Homily for June 9th, 2014: Matthew 5: 1-12.
          “When Jesus saw the crowds, he went up the mountain, and after he had sat down, his disciples came to him.” In the biblical world mountains were considered places especially close to God. We still have an echo of this idea in the expression, “a mountaintop experience” -- a time in which God’s nearness is clearly felt. Jesus is about deliver a summary of his message. Doing so from a mountainside gives his teaching special weight. And he does so sitting, because in Jewish thought that is the proper posture for a rabbi or official teacher.
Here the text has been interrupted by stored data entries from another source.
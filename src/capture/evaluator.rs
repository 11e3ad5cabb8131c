//! Capture detection for a single trial.
//!
//! Walks the adversary capture files of one trial in node-index order and
//! decides whether the target flow was captured before the end of the
//! simulation.

use std::path::Path;

use serde::{Deserialize, Serialize};

use super::reader::CaptureReader;
use super::types::*;

/// Time bound inside which an observed packet counts as a capture
#[derive(Debug, Clone, Copy, PartialEq, Serialize, Deserialize)]
pub struct CaptureWindow {
    /// Simulation duration in seconds
    pub total_time: SimTime,
    /// Packets seen within `margin` seconds of the end do not count
    pub margin: SimTime,
}

impl CaptureWindow {
    pub fn new(total_time: SimTime, margin: SimTime) -> Self {
        Self { total_time, margin }
    }

    pub fn deadline(&self) -> SimTime {
        self.total_time - self.margin
    }

    pub fn is_capture(&self, timestamp: SimTime) -> bool {
        timestamp > 0.0 && timestamp < self.deadline()
    }
}

/// Packets and last timestamp contributed by one capture file
struct FileContribution {
    packets: u64,
    last_timestamp: Option<SimTime>,
}

fn read_contribution(path: &Path) -> Result<FileContribution, CaptureError> {
    let mut contribution = FileContribution {
        packets: 0,
        last_timestamp: None,
    };
    for record in CaptureReader::open(path)? {
        let record = record?;
        contribution.packets += 1;
        contribution.last_timestamp = Some(record.timestamp);
    }
    Ok(contribution)
}

/// Node indices `[base_index, base_index + adversary_nodes)`, cut short at
/// `u32::MAX`
pub fn adversary_indices(base_index: u32, adversary_nodes: u32) -> impl Iterator<Item = u32> {
    (0..adversary_nodes).map_while(move |offset| base_index.checked_add(offset))
}

/// Evaluate the adversary captures of one trial.
///
/// Adversary nodes occupy indices `[base_index, base_index + adversary_nodes)`.
/// Indices past `u32::MAX` cannot name a file and count as missing. Missing files contribute nothing. Corrupt files are excluded entirely
/// (packets and timestamps) and logged. The candidate capture time is the
/// timestamp of the last record read, walking files in index order.
pub fn evaluate(
    dir: &Path,
    layout: &CaptureLayout,
    base_index: u32,
    adversary_nodes: u32,
    window: CaptureWindow,
) -> TrialOutcome {
    let mut total_packets = 0;
    let mut candidate: SimTime = 0.0;
    let mut missing_files = 0;
    let mut corrupt_files = 0;
    let mut visited = 0;

    for index in adversary_indices(base_index, adversary_nodes) {
        visited += 1;
        let path = layout.path(dir, NodeRole::Adversary, index);
        match read_contribution(&path) {
            Ok(contribution) => {
                log::debug!(
                    "Adversary {}: {} packets, last at {:?}",
                    index,
                    contribution.packets,
                    contribution.last_timestamp
                );
                total_packets += contribution.packets;
                if let Some(ts) = contribution.last_timestamp {
                    candidate = ts;
                }
            }
            Err(e) if e.is_unavailable() => {
                log::debug!("Adversary {}: no capture file at {}", index, path.display());
                missing_files += 1;
            }
            Err(e) => {
                log::warn!("Ignoring adversary {} capture: {}", index, e);
                corrupt_files += 1;
            }
        }
    }
    missing_files += adversary_nodes - visited;

    let captured = window.is_capture(candidate);
    TrialOutcome {
        captured,
        capture_time: captured.then_some(candidate),
        last_timestamp: candidate,
        total_packets,
        missing_files,
        corrupt_files,
    }
}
As we read the gospels, we see that Jesus is a teacher like no other.
          He begins with what we call today the Beatitudes, because of the constant repetition of the word “blessed.” The Greek word which the gospel writer, Matthew, uses is makários. In English that means “happy.” No surprise there: someone blessed by God is happy. Jesus is laying out a charter for Christian living. Being truly happy, he says, requires being concerned about, and bonding, with those who live on the fringes of society: the sick, the lame, the poor, and the hungry. These were the people who heard Jesus most gladly. Many of them would have been in the crowd which heard Jesus there on the mountainside. 
          Jesus is also addressing his words to us. If he were speaking to us today, in our rich and comfortable land, I think he might say: ‘Stop complaining, get up and do something about the poor, the sick, the homeless, those among you who are discouraged, those who mourn.’
          He also wants us to use the Beatitudes as a mirror; to ask ourselves, ‘Am I poor in spirit? Am I humble and merciful? Am I pure of heart? Am I a peacemaker, or do I contribute to conflict through malicious gossip, cynicism, and hate?
          The final Beatitude, the longest and the only one addressed directly to Jesus’ hearers, shocks us – or it would if it had not lost its sharp cutting edge through repetition: “Blessed are you when they insult you and persecute you and utter every kind of evil against you falsely because of me.” How can Jesus call “happy” those who suffer such treatment? Because ill treatment and persecution bring us close to Jesus. And above all because “your reward will be great in heaven” – far greater than we can ever imagine.